Requirement: Here is the task for the records below: repeat exactly the lines from the one with "line.chars().count() - 4)" to the one with "let mut input = String::new();", both included, and nothing else.

Dataset entries:
Start of Block
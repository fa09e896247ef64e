//! UI utilities for the CLI

use std::io::{self, BufRead, Write};

use colored::*;

use askpdf_core::Result;

const BANNER_WIDTH: usize = 62;

/// Display the startup banner
pub fn display_banner() {
    let top_border = format!("┌{}┐", "─".repeat(BANNER_WIDTH - 2));
    let bottom_border = format!("└{}┘", "─".repeat(BANNER_WIDTH - 2));
    let empty_line = format!("│{}│", " ".repeat(BANNER_WIDTH - 2));

    println!();
    println!("{}", top_border.blue());
    println!("{}", empty_line.blue());

    let title = "askpdf - Question & Answer over your PDF";
    println!(
        "│  {}{}│",
        title.blue().bold(),
        " ".repeat(BANNER_WIDTH - title.len() - 4)
    );

    println!("{}", empty_line.blue());

    let feature_lines = [
        "Ask questions about a loaded PDF document",
        "",
        "Commands:",
        "• load <path>  load a PDF and (re)build the index",
        "• help         show available commands",
        "• exit/quit    leave the session",
    ];

    for line in feature_lines {
        if line.is_empty() {
            println!("{}", empty_line.blue());
        } else {
            let content = format!(
                "│  {}{}│",
                line,
                " ".repeat(BANNER_WIDTH - line.chars().count() - 4)
            );
            println!("{}", content.blue());
        }
    }

    println!("{}", empty_line.blue());
    println!("{}", bottom_border.blue());
    println!();
    println!(
        "{}",
        "💡 Tip: load a PDF first, then type your question".dimmed()
    );
    println!();
}

/// Read one line of input from the prompt
///
/// Returns `Ok(None)` on end of input so a piped session terminates
/// cleanly instead of spinning.
pub fn read_input() -> Result<Option<String>> {
    print!("{} ", "askpdf>".green().bold());
    io::stdout().flush()?;

    let mut input = String::new();
    let bytes = io::stdin().lock().read_line(&mut input)?;
    if bytes == 0 {
        println!();
        return Ok(None);
    }

    Ok(Some(input.trim().to_string()))
}

/// Display help message
pub fn print_help() {
    println!("{}", "Available commands:".bold());
    println!(
        "  {} - Load a PDF document and build the index",
        "load <path>".green()
    );
    println!("  {} - Show this help message", "help".green());
    println!("  {} - Exit the application", "exit/quit".green());
    println!();
    println!("{}", "Anything else is answered from the loaded PDF:".bold());
    println!("  What is the warranty period?");
    println!("  Who are the parties to this agreement?");
}
//! In-memory vector index and the builder/retriever around it

use std::cmp::Ordering;
use std::sync::Arc;

use askpdf_core::{EmbeddingProvider, Error, Result, ScoredChunk, Segment};

use crate::chunker::chunk_text;

struct IndexEntry {
    id: String,
    text: String,
    page: usize,
    embedding: Vec<f32>,
}

/// Searchable structure over embedded chunks
///
/// One index exists per ingested PDF; rebuilding replaces it entirely.
pub struct VectorIndex {
    entries: Vec<IndexEntry>,
}

impl VectorIndex {
    pub fn len(&self) -> usize {
        self.entries.len()
    }

    pub fn is_empty(&self) -> bool {
        self.entries.is_empty()
    }

    /// Rank all entries against a query vector
    ///
    /// Results are sorted by descending similarity, truncated to `top_k`,
    /// and then filtered by the cutoff, so fewer than `top_k` results
    /// (including zero) is a legitimate outcome. The sort is stable, which
    /// keeps tied entries in insertion order and makes repeated searches
    /// rank identically.
    pub fn search_by_vector(&self, vector: &[f32], top_k: usize, cutoff: f32) -> Vec<ScoredChunk> {
        let mut results: Vec<ScoredChunk> = self
            .entries
            .iter()
            .map(|entry| ScoredChunk {
                id: entry.id.clone(),
                text: entry.text.clone(),
                page: entry.page,
                score: cosine_similarity(vector, &entry.embedding),
            })
            .collect();

        results.sort_by(|a, b| b.score.partial_cmp(&a.score).unwrap_or(Ordering::Equal));
        results.truncate(top_k);
        results.retain(|chunk| chunk.score >= cutoff);

        results
    }
}

fn cosine_similarity(a: &[f32], b: &[f32]) -> f32 {
    if a.len() != b.len() {
        return 0.0;
    }

    let dot_product: f32 = a.iter().zip(b.iter()).map(|(x, y)| x * y).sum();
    let norm_a: f32 = a.iter().map(|x| x * x).sum::<f32>().sqrt();
    let norm_b: f32 = b.iter().map(|x| x * x).sum::<f32>().sqrt();

    if norm_a == 0.0 || norm_b == 0.0 {
        return 0.0;
    }

    dot_product / (norm_a * norm_b)
}

/// Builds vector indexes from segments and retrieves against them
///
/// The same embedding provider embeds indexed chunks and queries so their
/// similarities are comparable.
pub struct IndexBuilder<E: EmbeddingProvider> {
    embedder: Arc<E>,
}

impl<E: EmbeddingProvider> IndexBuilder<E> {
    pub fn new(embedder: Arc<E>) -> Self {
        Self { embedder }
    }

    /// Build a fresh index from segments
    ///
    /// Each segment is split per the provider's chunk parameters and every
    /// chunk is embedded. Fails with `EmptyCorpus` when there is nothing to
    /// index.
    pub fn build(&self, segments: &[Segment]) -> Result<VectorIndex> {
        if segments.is_empty() {
            return Err(Error::EmptyCorpus);
        }

        let params = self.embedder.chunk_params();
        let mut entries = Vec::new();

        for segment in segments {
            let chunks = chunk_text(&segment.text, params);
            let chunk_refs: Vec<&str> = chunks.iter().map(String::as_str).collect();
            let embeddings = self.embedder.embed_batch(&chunk_refs)?;

            for (i, (chunk, embedding)) in chunks.iter().zip(embeddings).enumerate() {
                entries.push(IndexEntry {
                    id: format!("{}_{}", segment.id, i),
                    text: chunk.clone(),
                    page: segment.page,
                    embedding,
                });
            }
        }

        if entries.is_empty() {
            return Err(Error::EmptyCorpus);
        }

        Ok(VectorIndex { entries })
    }

    /// Retrieve the most similar chunks for a query
    pub fn retrieve(
        &self,
        index: &VectorIndex,
        query: &str,
        top_k: usize,
        cutoff: f32,
    ) -> Result<Vec<ScoredChunk>> {
        let query_vector = self.embedder.embed(query)?;
        Ok(index.search_by_vector(&query_vector, top_k, cutoff))
    }
}

#[cfg(test)]
mod tests {
    use super::*;
    use askpdf_core::ChunkParams;

    /// Embeds a handful of known words onto fixed axes
    struct AxisEmbedder;

    impl EmbeddingProvider for AxisEmbedder {
        fn embed(&self, text: &str) -> Result<Vec<f32>> {
            let v = match text.split_whitespace().next().unwrap_or("") {
                "alpha" => vec![1.0, 0.0, 0.0],
                "beta" => vec![0.0, 1.0, 0.0],
                "mixed" => vec![1.0, 1.0, 0.0],
                _ => vec![0.0, 0.0, 1.0],
            };
            Ok(v)
        }

        fn embed_batch(&self, texts: &[&str]) -> Result<Vec<Vec<f32>>> {
            texts.iter().map(|t| self.embed(t)).collect()
        }

        fn chunk_params(&self) -> ChunkParams {
            ChunkParams {
                chunk_size: 1024,
                chunk_overlap: 0,
            }
        }
    }

    fn segment(id: &str, text: &str) -> Segment {
        Segment {
            id: id.to_string(),
            text: text.to_string(),
            page: 1,
        }
    }

    #[test]
    fn build_rejects_empty_segments() {
        let builder = IndexBuilder::new(Arc::new(AxisEmbedder));
        assert!(matches!(builder.build(&[]), Err(Error::EmptyCorpus)));
    }

    #[test]
    fn search_orders_by_descending_similarity() {
        let builder = IndexBuilder::new(Arc::new(AxisEmbedder));
        let index = builder
            .build(&[
                segment("a", "alpha text"),
                segment("b", "beta text"),
                segment("m", "mixed text"),
            ])
            .unwrap();

        let results = builder.retrieve(&index, "alpha question", 3, 0.0).unwrap();
        assert_eq!(results.len(), 3);
        assert_eq!(results[0].id, "a_0");
        assert!((results[0].score - 1.0).abs() < 1e-6);
        assert_eq!(results[1].id, "m_0");
        assert!(results[1].score < results[0].score);
    }

    #[test]
    fn cutoff_filters_after_truncation() {
        let builder = IndexBuilder::new(Arc::new(AxisEmbedder));
        let index = builder
            .build(&[segment("a", "alpha text"), segment("b", "beta text")])
            .unwrap();

        // beta is orthogonal to the query, so only one survivor
        let results = builder.retrieve(&index, "alpha question", 2, 0.5).unwrap();
        assert_eq!(results.len(), 1);
        assert_eq!(results[0].id, "a_0");

        // and zero survivors is a valid outcome
        let results = builder.retrieve(&index, "gamma question", 2, 0.5).unwrap();
        assert!(results.is_empty());
    }

    #[test]
    fn top_k_bounds_the_result_count() {
        let builder = IndexBuilder::new(Arc::new(AxisEmbedder));
        let index = builder
            .build(&[
                segment("a", "alpha one"),
                segment("b", "alpha two"),
                segment("c", "alpha three"),
            ])
            .unwrap();

        let results = builder.retrieve(&index, "alpha", 2, 0.0).unwrap();
        assert_eq!(results.len(), 2);
    }

    #[test]
    fn cosine_similarity_basics() {
        assert!((cosine_similarity(&[1.0, 0.0], &[1.0, 0.0]) - 1.0).abs() < 1e-6);
        assert_eq!(cosine_similarity(&[1.0, 0.0], &[0.0, 1.0]), 0.0);
        assert_eq!(cosine_similarity(&[0.0, 0.0], &[1.0, 0.0]), 0.0);
        // mismatched dimensionality scores zero instead of panicking
        assert_eq!(cosine_similarity(&[1.0], &[1.0, 0.0]), 0.0);
    }

    #[test]
    fn long_segments_are_split_before_embedding() {
        struct TinyChunks;

        impl EmbeddingProvider for TinyChunks {
            fn embed(&self, _text: &str) -> Result<Vec<f32>> {
                Ok(vec![1.0, 0.0])
            }
            fn embed_batch(&self, texts: &[&str]) -> Result<Vec<Vec<f32>>> {
                texts.iter().map(|t| self.embed(t)).collect()
            }
            fn chunk_params(&self) -> ChunkParams {
                ChunkParams {
                    chunk_size: 4,
                    chunk_overlap: 1,
                }
            }
        }

        let builder = IndexBuilder::new(Arc::new(TinyChunks));
        let index = builder.build(&[segment("s", "abcdefghij")]).unwrap();
        assert!(index.len() > 1);
    }
}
End of Block
Task result:
                " ".repeat(BANNER_WIDTH - line.chars().count() - 4)
            );
            println!("{}", content.blue());
        }
    }

    println!("{}", empty_line.blue());
    println!("{}", bottom_border.blue());
    println!();
    println!(
        "{}",
        "💡 Tip: load a PDF first, then type your question".dimmed()
    );
    println!();
}

/// Read one line of input from the prompt
///
/// Returns `Ok(None)` on end of input so a piped session terminates
/// cleanly instead of spinning.
pub fn read_input() -> Result<Option<String>> {
    print!("{} ", "askpdf>".green().bold());
    io::stdout().flush()?;

    let mut input = String::new();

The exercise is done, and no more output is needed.